Je pose mes mains sur sa tête, l’accompagne dans ses mouvements. Va et vient — va et vient. M’excite de plus en plus, ferme les yeux. Elle lâche soudain mon sexe, remonte rapidement vers mon visage et m’embrasse, j’ai à peine le temps de reconnaître les grands yeux sombres et le visage fin qu’elle me glisse à l’oreille « j’en reveux ». Re ? bon très bien, elle en re-veut.

Sa main va chercher mon sexe, le dirige en elle. Elle s’empale résolument sur moi, fière et fringante.

Elle s’excite, m’excite. C’est elle. Celle du bar, avec ses fesses merveilleuses. Qui eut cru qu’elle serait si affamée ? L’excitation me redonne des forces. D’un coup de rein, je prends le dessus et je la prends avec une violence animale.

Encore quelques allées et venues et je l’entends crier sans espoir. Elle hésite entre le non-qui-refuse-de-lâcher-prise-de-céder-à-la-jouissance et le gémissement inarticulé. C’est trop crois-je entendre un moment. Je reste muet, elle est impuissante à se retenir. Elle se resserre autour de moi, ses mains vont chercher mes fesses et tout est fini. Beaucoup trop vite à mon goût.

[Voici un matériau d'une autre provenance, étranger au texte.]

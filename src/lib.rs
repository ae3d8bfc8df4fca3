pub mod browser;
pub mod config;
pub mod dashboard;
pub mod fetch;
pub mod filter;
pub mod github;
pub mod logger;
pub mod output;
pub mod paginate;
pub mod tui;
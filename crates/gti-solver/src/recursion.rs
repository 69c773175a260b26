//! Recursion guard for cycle detection and depth limiting in recursive
//! subtyping and substitution.
//!
//! `RecursionGuard` combines a visiting set (cycle detection) with a depth
//! counter and a total-work budget. [`RecursionProfile`] names the limit
//! presets so call sites do not carry magic numbers.

use gti_common::limits;
use rustc_hash::FxHashSet;
use std::hash::Hash;

/// Named recursion limit presets.
#[derive(Debug, Clone, Copy, PartialEq, Eq)]
pub enum RecursionProfile {
    /// `SubtypeChecker`: class hierarchy walks with type-argument containment.
    SubtypeCheck,
    /// Structural substitution.
    Instantiation,
    Custom { max_depth: u32, max_iterations: u32 },
}

impl RecursionProfile {
    pub const fn max_depth(self) -> u32 {
        match self {
            Self::SubtypeCheck => limits::MAX_SUBTYPE_DEPTH,
            Self::Instantiation => limits::MAX_INSTANTIATION_DEPTH,
            Self::Custom { max_depth, .. } => max_depth,
        }
    }

    pub const fn max_iterations(self) -> u32 {
        match self {
            Self::SubtypeCheck => 100_000,
            Self::Instantiation => 100_000,
            Self::Custom { max_iterations, .. } => max_iterations,
        }
    }
}

/// Result of attempting to enter a recursive computation.
#[derive(Debug, Clone, Copy, PartialEq, Eq)]
pub enum RecursionResult {
    Entered,
    /// This key is already being visited.
    Cycle,
    DepthExceeded,
    IterationExceeded,
}

impl RecursionResult {
    #[inline]
    pub fn is_entered(self) -> bool {
        matches!(self, Self::Entered)
    }

    #[inline]
    pub fn is_cycle(self) -> bool {
        matches!(self, Self::Cycle)
    }

    #[inline]
    pub fn is_exceeded(self) -> bool {
        matches!(self, Self::DepthExceeded | Self::IterationExceeded)
    }
}

/// Tracks recursion state for cycle detection and depth limiting.
///
/// Every successful [`enter`](Self::enter) must be paired with a
/// [`leave`](Self::leave) for the same key.
pub struct RecursionGuard<K: Hash + Eq + Copy> {
    visiting: FxHashSet<K>,
    depth: u32,
    iterations: u32,
    max_depth: u32,
    max_iterations: u32,
    exceeded: bool,
}

impl<K: Hash + Eq + Copy> RecursionGuard<K> {
    pub fn new(max_depth: u32, max_iterations: u32) -> Self {
        Self {
            visiting: FxHashSet::default(),
            depth: 0,
            iterations: 0,
            max_depth,
            max_iterations,
            exceeded: false,
        }
    }

    pub fn with_profile(profile: RecursionProfile) -> Self {
        Self::new(profile.max_depth(), profile.max_iterations())
    }

    pub fn enter(&mut self, key: K) -> RecursionResult {
        self.iterations = self.iterations.saturating_add(1);
        if self.iterations > self.max_iterations {
            self.exceeded = true;
            return RecursionResult::IterationExceeded;
        }
        if self.depth >= self.max_depth {
            self.exceeded = true;
            return RecursionResult::DepthExceeded;
        }
        if !self.visiting.insert(key) {
            return RecursionResult::Cycle;
        }
        self.depth += 1;
        RecursionResult::Entered
    }

    pub fn leave(&mut self, key: K) {
        let was_present = self.visiting.remove(&key);
        debug_assert!(
            was_present,
            "RecursionGuard::leave() called with a key that is not being visited"
        );
        self.depth = self.depth.saturating_sub(1);
    }

    #[inline]
    pub fn depth(&self) -> u32 {
        self.depth
    }

    #[inline]
    pub fn is_visiting(&self, key: &K) -> bool {
        self.visiting.contains(key)
    }

    /// Whether any limit was hit since creation or the last reset.
    #[inline]
    pub fn is_exceeded(&self) -> bool {
        self.exceeded
    }

    pub fn reset(&mut self) {
        self.visiting.clear();
        self.depth = 0;
        self.iterations = 0;
        self.exceeded = false;
    }
}

#[cfg(test)]
#[path = "../tests/recursion_tests.rs"]
mod tests;
//! Inference sessions: per-invocation solver state.

use super::bound_set::BoundSet;
use super::constraint::Constraint;
use super::variable::{InferenceVariable, VariableMap};
use crate::error::SessionFlags;
use crate::expr::ExprId;
use crate::types::{MethodId, MethodSig, TypeId};
use rustc_hash::FxHashMap;
use std::collections::VecDeque;
use std::fmt;
use std::sync::Arc;

#[derive(Clone, Copy, Debug, PartialEq, Eq, Hash, PartialOrd, Ord)]
pub struct SessionId(pub u32);

impl fmt::Display for SessionId {
    fn fmt(&self, f: &mut fmt::Formatter<'_>) -> fmt::Result {
        write!(f, "#{}", self.0)
    }
}

/// Progress of a session. Phases only move forward.
#[derive(Clone, Copy, Debug, PartialEq, Eq, PartialOrd, Ord)]
pub enum SessionPhase {
    NotStarted,
    ApplicabilityDone,
    TypeDone,
    /// Invocation type inferred against a proper target with no enclosing
    /// session; the result will not change.
    TypeDoneFinal,
}

/// The outcome of invocation type inference for one site.
#[derive(Clone, Debug, PartialEq, Eq)]
pub struct ResolvedInvocation {
    pub site: ExprId,
    pub method: MethodId,
    pub type_arguments: Vec<TypeId>,
    pub parameter_types: Vec<TypeId>,
    pub return_type: TypeId,
    pub thrown: Vec<TypeId>,
    /// Applicability needed unchecked conversion; the return type is erased.
    pub unchecked: bool,
    pub varargs: bool,
    pub flags: SessionFlags,
}

pub struct InferenceSession {
    pub id: SessionId,
    pub site: ExprId,
    pub method: MethodId,
    pub sig: Arc<MethodSig>,
    pub args: Vec<ExprId>,
    pub explicit_type_args: Vec<TypeId>,
    /// Own variables first, then those inherited from nested sessions.
    pub variables: Vec<InferenceVariable>,
    pub theta: VariableMap,
    pub bounds: BoundSet,
    /// Snapshot taken when applicability inference succeeded.
    pub applicability_bounds: Option<BoundSet>,
    pub phase: SessionPhase,
    pub variable_arity: bool,
    pub outer: Option<SessionId>,
    /// Constraints waiting to be reduced.
    pub pending: VecDeque<Constraint>,
    /// Constraints on arguments not pertinent to applicability, processed
    /// during invocation type inference.
    pub deferred: Vec<Constraint>,
    /// Bounds held for the outer session until overload resolution at this
    /// session's site concludes.
    pub outbox: Option<BoundSet>,
    /// Bounds pushed by nested sessions while this one was not accepting.
    pub inbox: Vec<BoundSet>,
    pub accepting_inner_bounds: bool,
    /// Poly arguments solved as part of this session.
    pub nested: Vec<(ExprId, SessionId)>,
    /// Parameter types of lambdas reduced in this session.
    pub lambda_params: FxHashMap<ExprId, Vec<TypeId>>,
    pub flags: SessionFlags,
    pub missing: Vec<String>,
    pub result: Option<ResolvedInvocation>,
}

impl InferenceSession {
    pub fn new(
        id: SessionId,
        site: ExprId,
        method: MethodId,
        sig: Arc<MethodSig>,
        args: Vec<ExprId>,
        outer: Option<SessionId>,
    ) -> Self {
        InferenceSession {
            id,
            site,
            method,
            sig,
            args,
            explicit_type_args: Vec::new(),
            variables: Vec::new(),
            theta: VariableMap::identity(),
            bounds: BoundSet::new(),
            applicability_bounds: None,
            phase: SessionPhase::NotStarted,
            variable_arity: false,
            outer,
            pending: VecDeque::new(),
            deferred: Vec::new(),
            outbox: None,
            inbox: Vec::new(),
            accepting_inner_bounds: false,
            nested: Vec::new(),
            lambda_params: FxHashMap::default(),
            flags: SessionFlags::empty(),
            missing: Vec::new(),
            result: None,
        }
    }

    /// Move to `phase`; earlier phases are ignored.
    pub fn advance(&mut self, phase: SessionPhase) {
        if phase > self.phase {
            self.phase = phase;
        }
    }

    /// The variable standing for each of the method's own type parameters.
    pub fn own_variables(&self) -> &[InferenceVariable] {
        let n = self.sig.type_params.len().min(self.variables.len());
        &self.variables[..n]
    }

    pub fn has_variable(&self, ty: TypeId) -> bool {
        self.variables.iter().any(|v| v.ty == ty)
    }

    pub fn checkpoint(&self) -> SessionCheckpoint {
        SessionCheckpoint {
            bounds: self.bounds.clone(),
            pending: self.pending.clone(),
            deferred: self.deferred.len(),
            variables: self.variables.len(),
            nested: self.nested.len(),
            lambda_params: self.lambda_params.clone(),
            inbox: self.inbox.len(),
            flags: self.flags,
            missing: self.missing.len(),
        }
    }

    /// Roll back to `checkpoint`. Returns the nested sessions created since,
    /// which the caller must release.
    pub fn restore(&mut self, checkpoint: SessionCheckpoint) -> Vec<SessionId> {
        self.bounds = checkpoint.bounds;
        self.pending = checkpoint.pending;
        self.deferred.truncate(checkpoint.deferred);
        self.variables.truncate(checkpoint.variables);
        self.lambda_params = checkpoint.lambda_params;
        self.inbox.truncate(checkpoint.inbox);
        self.flags = checkpoint.flags;
        self.missing.truncate(checkpoint.missing);
        self.nested
            .drain(checkpoint.nested.min(self.nested.len())..)
            .map(|(_, id)| id)
            .collect()
    }
}

/// Session state saved before a speculative attempt.
#[derive(Clone)]
pub struct SessionCheckpoint {
    bounds: BoundSet,
    pending: VecDeque<Constraint>,
    deferred: usize,
    variables: usize,
    nested: usize,
    lambda_params: FxHashMap<ExprId, Vec<TypeId>>,
    inbox: usize,
    flags: SessionFlags,
    missing: usize,
}

/// An outer session's reduction state, set aside while a poly argument is
/// solved and restored by `resume_suspended`.
#[derive(Debug)]
pub struct SuspendedState {
    pub session: SessionId,
    pub site: ExprId,
    pub(crate) pending: VecDeque<Constraint>,
}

Après ce déchaînement, je me sens étrangement coupable. Elle souffle les bougies — je peux cacher ma honte dans l’obscurité, dissimuler le calme profond du silence l’embarras qui m’étreint ; elle me propose une cigarette, j’accepte — éclair aveuglant de la flamme, aussitôt rempli de pénombre — le bout de la cigarette qui grésille ; nous restons silencieux — les volutes grises qui montent dans le noir — délectation silencieuse de la jouissance qui s’apaise par vagues — de sa main libre, elle me caresse le bras et la poitrine — des frissons doux me saisissent par instant (trop fugaces trop frustrants) ; à intervalles réguliers, elle tire une bouffée de sa cigarette — une lueur rouge éclaire par contraste les traits de son visage, révèle en même temps que sa dureté, la souplesse simple de ses traits — ses yeux semblent luire d’une fatigue impénétrable et repue, perdus dans un vide qui s’éclaircit, à mesure que mes yeux s’accommodaient — chaque fois qu’elle expire, je cros entendre un doux murmure de vague sur un rivage en pente, pente si légère qu’on pourrait marcher des kilomètres vers le large avant de perdre pied.

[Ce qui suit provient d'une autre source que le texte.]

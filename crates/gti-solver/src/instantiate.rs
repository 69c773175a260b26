//! Generic type instantiation and substitution.
//!
//! A substitution maps type parameters or inference variables (both as
//! `TypeId`s) to replacement types. Instantiation walks a type structurally
//! (class arguments, array components, wildcard bounds, intersection members)
//! and rebuilds only the parts that change.
//!
//! Capture variables are nominal and never looked through.

use crate::db::TypeDatabase;
use crate::recursion::{RecursionGuard, RecursionProfile};
use crate::types::{ClassRef, TypeData, TypeId, TypeParamId, Wildcard};
use rustc_hash::FxHashMap;

/// A mapping from type parameters / inference variables to types.
#[derive(Clone, Debug, Default, PartialEq, Eq)]
pub struct TypeSubstitution {
    map: FxHashMap<TypeId, TypeId>,
}

impl TypeSubstitution {
    pub fn new() -> Self {
        TypeSubstitution {
            map: FxHashMap::default(),
        }
    }

    /// Map each declared parameter to the argument at the same position.
    /// Extra parameters or arguments are ignored.
    pub fn from_params(db: &dyn TypeDatabase, params: &[TypeParamId], args: &[TypeId]) -> Self {
        let mut subst = TypeSubstitution::new();
        for (&param, &arg) in params.iter().zip(args.iter()) {
            subst.insert(db.type_param(param), arg);
        }
        subst
    }

    pub fn insert(&mut self, key: TypeId, replacement: TypeId) {
        self.map.insert(key, replacement);
    }

    pub fn get(&self, key: TypeId) -> Option<TypeId> {
        self.map.get(&key).copied()
    }

    pub fn is_empty(&self) -> bool {
        self.map.is_empty()
    }

    pub fn len(&self) -> usize {
        self.map.len()
    }

    pub fn iter(&self) -> impl Iterator<Item = (TypeId, TypeId)> + '_ {
        self.map.iter().map(|(&k, &v)| (k, v))
    }
}

/// Instantiator with a per-walk memo table.
pub struct TypeInstantiator<'a> {
    db: &'a dyn TypeDatabase,
    subst: &'a TypeSubstitution,
    cache: FxHashMap<TypeId, TypeId>,
    guard: RecursionGuard<TypeId>,
}

impl<'a> TypeInstantiator<'a> {
    pub fn new(db: &'a dyn TypeDatabase, subst: &'a TypeSubstitution) -> Self {
        TypeInstantiator {
            db,
            subst,
            cache: FxHashMap::default(),
            guard: RecursionGuard::with_profile(RecursionProfile::Instantiation),
        }
    }

    pub fn instantiate(&mut self, ty: TypeId) -> TypeId {
        if self.subst.is_empty() {
            return ty;
        }
        if let Some(replacement) = self.subst.get(ty) {
            return replacement;
        }
        if let Some(&cached) = self.cache.get(&ty) {
            return cached;
        }
        if !self.guard.enter(ty).is_entered() {
            return ty;
        }
        let result = self.instantiate_structure(ty);
        self.guard.leave(ty);
        self.cache.insert(ty, result);
        result
    }

    fn instantiate_structure(&mut self, ty: TypeId) -> TypeId {
        let db = self.db;
        match db.lookup(ty) {
            Some(TypeData::Class(r)) => {
                let args = db.type_list(r.args);
                if args.is_empty() {
                    return ty;
                }
                let new_args: Vec<TypeId> = args.iter().map(|&a| self.instantiate(a)).collect();
                if new_args[..] == args[..] {
                    return ty;
                }
                let args = db.intern_type_list(new_args);
                db.intern(TypeData::Class(ClassRef { decl: r.decl, args }))
            }
            Some(TypeData::Array(elem)) => {
                let new_elem = self.instantiate(elem);
                if new_elem == elem {
                    ty
                } else {
                    db.array(new_elem)
                }
            }
            Some(TypeData::Wildcard(w)) => match w {
                Wildcard::Unbounded => ty,
                Wildcard::Extends(b) => {
                    let nb = self.instantiate(b);
                    if nb == b {
                        ty
                    } else {
                        db.wildcard(Wildcard::Extends(nb))
                    }
                }
                Wildcard::Super(b) => {
                    let nb = self.instantiate(b);
                    if nb == b {
                        ty
                    } else {
                        db.wildcard(Wildcard::Super(nb))
                    }
                }
            },
            Some(TypeData::Intersection(list)) => {
                let members = db.type_list(list);
                let new_members: Vec<TypeId> =
                    members.iter().map(|&m| self.instantiate(m)).collect();
                if new_members[..] == members[..] {
                    ty
                } else {
                    db.intersection(new_members)
                }
            }
            _ => ty,
        }
    }
}

/// Apply `subst` to `ty`.
pub fn instantiate_type(db: &dyn TypeDatabase, ty: TypeId, subst: &TypeSubstitution) -> TypeId {
    TypeInstantiator::new(db, subst).instantiate(ty)
}

#[cfg(test)]
#[path = "../tests/instantiate_tests.rs"]
mod tests;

Pas une parole à nouveau — rendu muet, mémoire effacée devant tant de volupté — elle me pose une question — quoi ? je ne sais plus — et j’y réponds doucement, m’appuie sur le temps et le silence pour faire de mon histoire simple une belle poésie sans souci — ton normal de voix mais tout sonne comme un murmure, avec un grain large et profond que l’on aime à entendre dans les lieder de Schubert (les voyelles les plus graves s’étirent comme pour pénétrer doucement le sommeil). Je n’ose pas lui demander son nom, ce que je fais là. Impression d’irréel de la situation.

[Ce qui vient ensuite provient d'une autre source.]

use anyhow::Result;
use clap::Parser;
use std::io::IsTerminal;

use gti_cli::args::{CliArgs, OutputFormat};
use gti_cli::report::Reporter;
use gti_cli::scenario::Scenario;
use gti_cli::{Overrides, run, tracing_config};

const EXIT_SUCCESS: i32 = 0;
const EXIT_INFERENCE_FAILED: i32 = 1;

fn main() -> Result<()> {
    tracing_config::init_tracing();

    let args = CliArgs::parse();
    let overrides = Overrides {
        legacy: args.legacy,
        strict: args.strict,
        no_verify: args.no_verify,
        expected: args.expected.clone(),
    };
    let color = !args.no_color && std::io::stdout().is_terminal();
    let reporter = Reporter::new(color);

    let mut status = EXIT_SUCCESS;
    let mut reports = Vec::with_capacity(args.scenarios.len());
    for path in &args.scenarios {
        let scenario = Scenario::load(path)?;
        let mut report = run(&scenario, &overrides)?;
        if report.name.is_none() {
            report.name = Some(path.display().to_string());
        }
        if !report.is_success() {
            status = EXIT_INFERENCE_FAILED;
        }
        reports.push(report);
    }

    match args.format {
        OutputFormat::Json => {
            let rendered = if let [single] = reports.as_slice() {
                reporter.render_json(single)?
            } else {
                serde_json::to_string_pretty(&reports)?
            };
            println!("{rendered}");
        }
        OutputFormat::Text => {
            for (i, report) in reports.iter().enumerate() {
                if i > 0 {
                    println!();
                }
                print!("{}", reporter.render_text(report));
            }
        }
    }
    std::process::exit(status);
}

Un peu plus tard dans la nuit, on a remis ça, et puis encore une fois avant l’aube — et chaque fois cet appétit insatiable, ces mots indistincts d’incompréhension, incompréhension de ce désir continuellement nourri par le plaisir même qu’il faisait naître.

Suis parti au petit main. Réveillé par une malencontreuse fenêtre à l’est, un regard sur le corps nu, si ramassé, tendu, musclé, et rebondi de partout — sensualité sportive et ambrée.

La honte perdure — je ne connais ni son prénom, ne sais pas où j’ai passé la nuit exactement, ni comment j’ai fini dans ses bras et son lit — hiatus temporel, expérience déroutante et totalement nouvelle pour moi. Comment pouvais-je rester ?

Arrivé en bas, quartier familier, je me repère aussitôt : je n’habite pas très loin.

À mi chemin, je m’aperçois que j’ai oublié là-haut mon livre et mon carnet — à peine entamé.

Allons bon, tant pis.

On oubliera cette nuit, on la mettra dans cet endroit de la mémoire où l’on met anomalies, inexplicables, accidents hors du temps et bêtises coupables de l’enfance.